Es un ambiente de provincia salido de Madame Bovary de Flaubert: por una vez al año las mujeres de edad se desatan y se mueven con torpeza animando a sus nietos. Los franceses no se caracterizan mucho por el movimiento armonioso en el baile, pero hacen el esfuerzo como en esas ordalías medievales al calor de la gaita. Pero en su ayuda vienen negros, gringos, alemanes, italianos, paquistaníes, árabes e hindúes, que celebran de esa forma la multirracialidad todavía amenazada y hacen real la palabra igualdad en este rincón rodeado de callejuelas. Los chinos, más discretos, se ven representados por la belleza pálida y discreta de las elegantes hongkonesas que han pescado novio francés.

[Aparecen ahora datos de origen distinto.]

use std::{
    collections::{BTreeMap, HashMap},
    fs, io,
    path::{Path, PathBuf},
    sync::Mutex,
};

use shared::domain::GalleryLayout;
use thiserror::Error;
use tracing::{debug, warn};

pub const LAYOUT_PREFERENCE_KEY: &str = "gallery.layout";

#[derive(Debug, Error)]
pub enum PreferenceError {
    #[error("failed to read preferences from '{path}': {source}")]
    Read { path: PathBuf, source: io::Error },
    #[error("failed to write preferences to '{path}': {source}")]
    Write { path: PathBuf, source: io::Error },
    #[error("preferences file '{path}' is not valid TOML: {source}")]
    Parse {
        path: PathBuf,
        source: toml::de::Error,
    },
    #[error("failed to encode preferences: {0}")]
    Encode(#[from] toml::ser::Error),
}

/// Flat string key-value persistence for UI preferences.
pub trait PreferenceStore: Send + Sync {
    fn get(&self, key: &str) -> Result<Option<String>, PreferenceError>;
    fn set(&self, key: &str, value: &str) -> Result<(), PreferenceError>;
}

#[derive(Default)]
pub struct MemoryPreferenceStore {
    values: Mutex<HashMap<String, String>>,
}

impl PreferenceStore for MemoryPreferenceStore {
    fn get(&self, key: &str) -> Result<Option<String>, PreferenceError> {
        let values = self.values.lock().unwrap_or_else(|e| e.into_inner());
        Ok(values.get(key).cloned())
    }

    fn set(&self, key: &str, value: &str) -> Result<(), PreferenceError> {
        let mut values = self.values.lock().unwrap_or_else(|e| e.into_inner());
        values.insert(key.to_string(), value.to_string());
        Ok(())
    }
}

/// Preferences kept in a TOML file of `key = "value"` lines.
///
/// A missing file reads as empty. Writes rewrite the whole file and create
/// the parent directory on demand.
pub struct FilePreferenceStore {
    path: PathBuf,
}

impl FilePreferenceStore {
    pub fn new(path: impl Into<PathBuf>) -> Self {
        Self { path: path.into() }
    }

    pub fn path(&self) -> &Path {
        &self.path
    }

    fn read_all(&self) -> Result<BTreeMap<String, String>, PreferenceError> {
        let raw = match fs::read_to_string(&self.path) {
            Ok(raw) => raw,
            Err(err) if err.kind() == io::ErrorKind::NotFound => return Ok(BTreeMap::new()),
            Err(source) => {
                return Err(PreferenceError::Read {
                    path: self.path.clone(),
                    source,
                })
            }
        };
        toml::from_str(&raw).map_err(|source| PreferenceError::Parse {
            path: self.path.clone(),
            source,
        })
    }
}

impl PreferenceStore for FilePreferenceStore {
    fn get(&self, key: &str) -> Result<Option<String>, PreferenceError> {
        Ok(self.read_all()?.remove(key))
    }

    fn set(&self, key: &str, value: &str) -> Result<(), PreferenceError> {
        let mut values = self.read_all()?;
        values.insert(key.to_string(), value.to_string());
        let encoded = toml::to_string(&values)?;

        if let Some(parent) = self.path.parent().filter(|p| !p.as_os_str().is_empty()) {
            fs::create_dir_all(parent).map_err(|source| PreferenceError::Write {
                path: self.path.clone(),
                source,
            })?;
        }
        fs::write(&self.path, encoded).map_err(|source| PreferenceError::Write {
            path: self.path.clone(),
            source,
        })
    }
}

/// Stored layout choice, or the default when it is absent, unreadable or not
/// one of the known layouts.
pub fn load_layout(store: &dyn PreferenceStore) -> GalleryLayout {
    match store.get(LAYOUT_PREFERENCE_KEY) {
        Ok(Some(raw)) => raw.parse().unwrap_or_else(|err| {
            warn!(error = %err, "preferences: ignoring stored layout");
            GalleryLayout::default()
        }),
        Ok(None) => GalleryLayout::default(),
        Err(err) => {
            warn!(error = %err, "preferences: layout unavailable, using default");
            GalleryLayout::default()
        }
    }
}

pub fn save_layout(store: &dyn PreferenceStore, layout: GalleryLayout) -> Result<(), PreferenceError> {
    store.set(LAYOUT_PREFERENCE_KEY, layout.as_str())?;
    debug!(layout = layout.as_str(), "preferences: layout saved");
    Ok(())
}

#[cfg(test)]
#[path = "tests/preferences_tests.rs"]
mod tests;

Año tras año soy fiel a la Contrescarpe desde los tiempos en que era estudiante y aquí veníamos entre el ruido de la pólvora, ahora prohibida por seguridad. En el café de la esquina me han servido otro vino y los amigos ríen ante la torpeza de la banda municipal. De repente se desatan y tocan un pasodoble o un mambo o una cumbia y la gente delira allí en el centro, alzando las manos. Para dar gusto a todos, por los altoparlantes pasan a veces rock arcaico de ese que bailaban los engominados de West Side History.

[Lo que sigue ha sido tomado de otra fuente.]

//! Search and pagination state machine consumed by the presentation layer.

use std::sync::Arc;

use shared::{
    domain::{PageResult, Photo},
    error::FetchError,
};
use tokio::sync::{broadcast, Mutex};
use tracing::{debug, info, warn};

use crate::source::PhotoSource;

pub const DEFAULT_PAGE_SIZE: u32 = 20;
const EVENT_CHANNEL_CAPACITY: usize = 256;

#[derive(Debug, Clone, Copy, PartialEq, Eq, Default)]
pub enum OrchestratorPhase {
    #[default]
    Idle,
    Loading,
    LoadingMore,
    Ready,
    Failed,
}

/// Snapshot of everything the gallery needs to render.
#[derive(Debug, Clone, PartialEq, Default)]
pub struct SearchState {
    pub query: String,
    pub items: Vec<Photo>,
    /// Last page fetched successfully; `0` before any search.
    pub page: u32,
    pub has_more: bool,
    pub loading: bool,
    pub error: Option<FetchError>,
    pub phase: OrchestratorPhase,
}

#[derive(Debug, Clone)]
pub enum SearchEvent {
    StateChanged(SearchState),
    /// A fetch finished after a newer `search` or `reset` superseded it.
    StaleResponseDropped { query: String, page: u32 },
}

struct OrchestratorInner {
    state: SearchState,
    generation: u64,
}

pub struct SearchOrchestrator {
    source: Arc<dyn PhotoSource>,
    page_size: u32,
    inner: Mutex<OrchestratorInner>,
    events: broadcast::Sender<SearchEvent>,
}

impl SearchOrchestrator {
    pub fn new(source: Arc<dyn PhotoSource>) -> Self {
        Self::with_page_size(source, DEFAULT_PAGE_SIZE)
    }

    pub fn with_page_size(source: Arc<dyn PhotoSource>, page_size: u32) -> Self {
        let (events, _) = broadcast::channel(EVENT_CHANNEL_CAPACITY);
        Self {
            source,
            page_size: page_size.max(1),
            inner: Mutex::new(OrchestratorInner {
                state: SearchState::default(),
                generation: 0,
            }),
            events,
        }
    }

    pub fn page_size(&self) -> u32 {
        self.page_size
    }

    pub async fn snapshot(&self) -> SearchState {
        self.inner.lock().await.state.clone()
    }

    pub fn subscribe_events(&self) -> broadcast::Receiver<SearchEvent> {
        self.events.subscribe()
    }

    /// Starts a fresh search, discarding accumulated results.
    ///
    /// Always permitted, even while another fetch is in flight. The earlier
    /// fetch keeps running but its result is dropped when it lands.
    pub async fn search(&self, query: impl Into<String>) -> SearchState {
        let query = query.into();
        let generation = {
            let mut guard = self.inner.lock().await;
            guard.generation += 1;
            guard.state = SearchState {
                query: query.clone(),
                page: 1,
                loading: true,
                phase: OrchestratorPhase::Loading,
                ..SearchState::default()
            };
            self.emit_state(&guard.state);
            guard.generation
        };
        info!(query = %query, generation, "search: started");

        let outcome = self.source.fetch_page(&query, 1, self.page_size).await;

        let mut guard = self.inner.lock().await;
        if guard.generation != generation {
            self.drop_stale(&query, 1, generation, guard.generation);
            return guard.state.clone();
        }
        match outcome {
            Ok(result) => {
                let PageResult { photos, has_more } = result;
                let state = &mut guard.state;
                state.items = self.clamp_page(photos);
                state.has_more = has_more;
                state.loading = false;
                state.phase = OrchestratorPhase::Ready;
                info!(query = %query, items = state.items.len(), has_more, "search: ready");
            }
            Err(err) => {
                warn!(query = %query, kind = err.kind().as_str(), error = %err, "search: failed");
                let state = &mut guard.state;
                state.error = Some(err);
                state.loading = false;
                state.phase = OrchestratorPhase::Failed;
            }
        }
        self.emit_state(&guard.state);
        guard.state.clone()
    }

    /// Fetches the page after the last successful one and appends it.
    ///
    /// Returns the unchanged snapshot when a fetch is already running or the
    /// source reported no further pages.
    pub async fn load_more(&self) -> SearchState {
        let (query, next_page, generation) = {
            let mut guard = self.inner.lock().await;
            if guard.state.loading || !guard.state.has_more {
                debug!(
                    loading = guard.state.loading,
                    has_more = guard.state.has_more,
                    "load_more: nothing to do"
                );
                return guard.state.clone();
            }
            let state = &mut guard.state;
            state.loading = true;
            state.error = None;
            state.phase = OrchestratorPhase::LoadingMore;
            let query = state.query.clone();
            let next_page = state.page + 1;
            self.emit_state(&guard.state);
            (query, next_page, guard.generation)
        };
        info!(query = %query, page = next_page, "load_more: started");

        let outcome = self
            .source
            .fetch_page(&query, next_page, self.page_size)
            .await;

        let mut guard = self.inner.lock().await;
        if guard.generation != generation {
            self.drop_stale(&query, next_page, generation, guard.generation);
            return guard.state.clone();
        }
        match outcome {
            Ok(result) => {
                let PageResult { photos, has_more } = result;
                let state = &mut guard.state;
                state.items.extend(self.clamp_page(photos));
                state.page = next_page;
                state.has_more = has_more;
                state.loading = false;
                state.phase = OrchestratorPhase::Ready;
                info!(
                    query = %query,
                    page = next_page,
                    items = state.items.len(),
                    has_more,
                    "load_more: ready"
                );
            }
            Err(err) => {
                warn!(
                    query = %query,
                    page = next_page,
                    kind = err.kind().as_str(),
                    error = %err,
                    "load_more: failed"
                );
                let state = &mut guard.state;
                state.error = Some(err);
                state.loading = false;
                state.phase = OrchestratorPhase::Failed;
            }
        }
        self.emit_state(&guard.state);
        guard.state.clone()
    }

    /// Returns to the initial empty state without touching the network.
    /// Any fetch still in flight is ignored when it completes.
    pub async fn reset(&self) -> SearchState {
        let mut guard = self.inner.lock().await;
        guard.generation += 1;
        guard.state = SearchState::default();
        debug!(generation = guard.generation, "search: reset");
        self.emit_state(&guard.state);
        guard.state.clone()
    }

    fn clamp_page(&self, mut photos: Vec<Photo>) -> Vec<Photo> {
        photos.truncate(self.page_size as usize);
        photos
    }

    fn drop_stale(&self, query: &str, page: u32, generation: u64, current: u64) {
        info!(
            query,
            page,
            generation,
            current_generation = current,
            "search: dropping superseded response"
        );
        let _ = self.events.send(SearchEvent::StaleResponseDropped {
            query: query.to_string(),
            page,
        });
    }

    fn emit_state(&self, state: &SearchState) {
        let _ = self.events.send(SearchEvent::StateChanged(state.clone()));
    }
}

#[cfg(test)]
#[path = "tests/orchestrator_tests.rs"]
mod tests;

Y así, entre música y música, pasa la noche del 14 de julio, hasta que poco a poco todos van desapareciendo y los bares cierran mientras la llovizna de julio impregna las piedras que tapizan la calle más vieja de París. A esa hora aparecen los malevos ebrios y fumados que heredan medio milenio después las costumbres de los bandidos medievales amigos de François Villon, el poeta que cantó a los ahorcados y los ajusticiados por la policía. Por eso alguna vez Hemingway dijo que "París es una fiesta". A las tres de la mañana, bajando por la Mouffetard, no hay duda de que lo es y lo será todavía por mucho tiempo.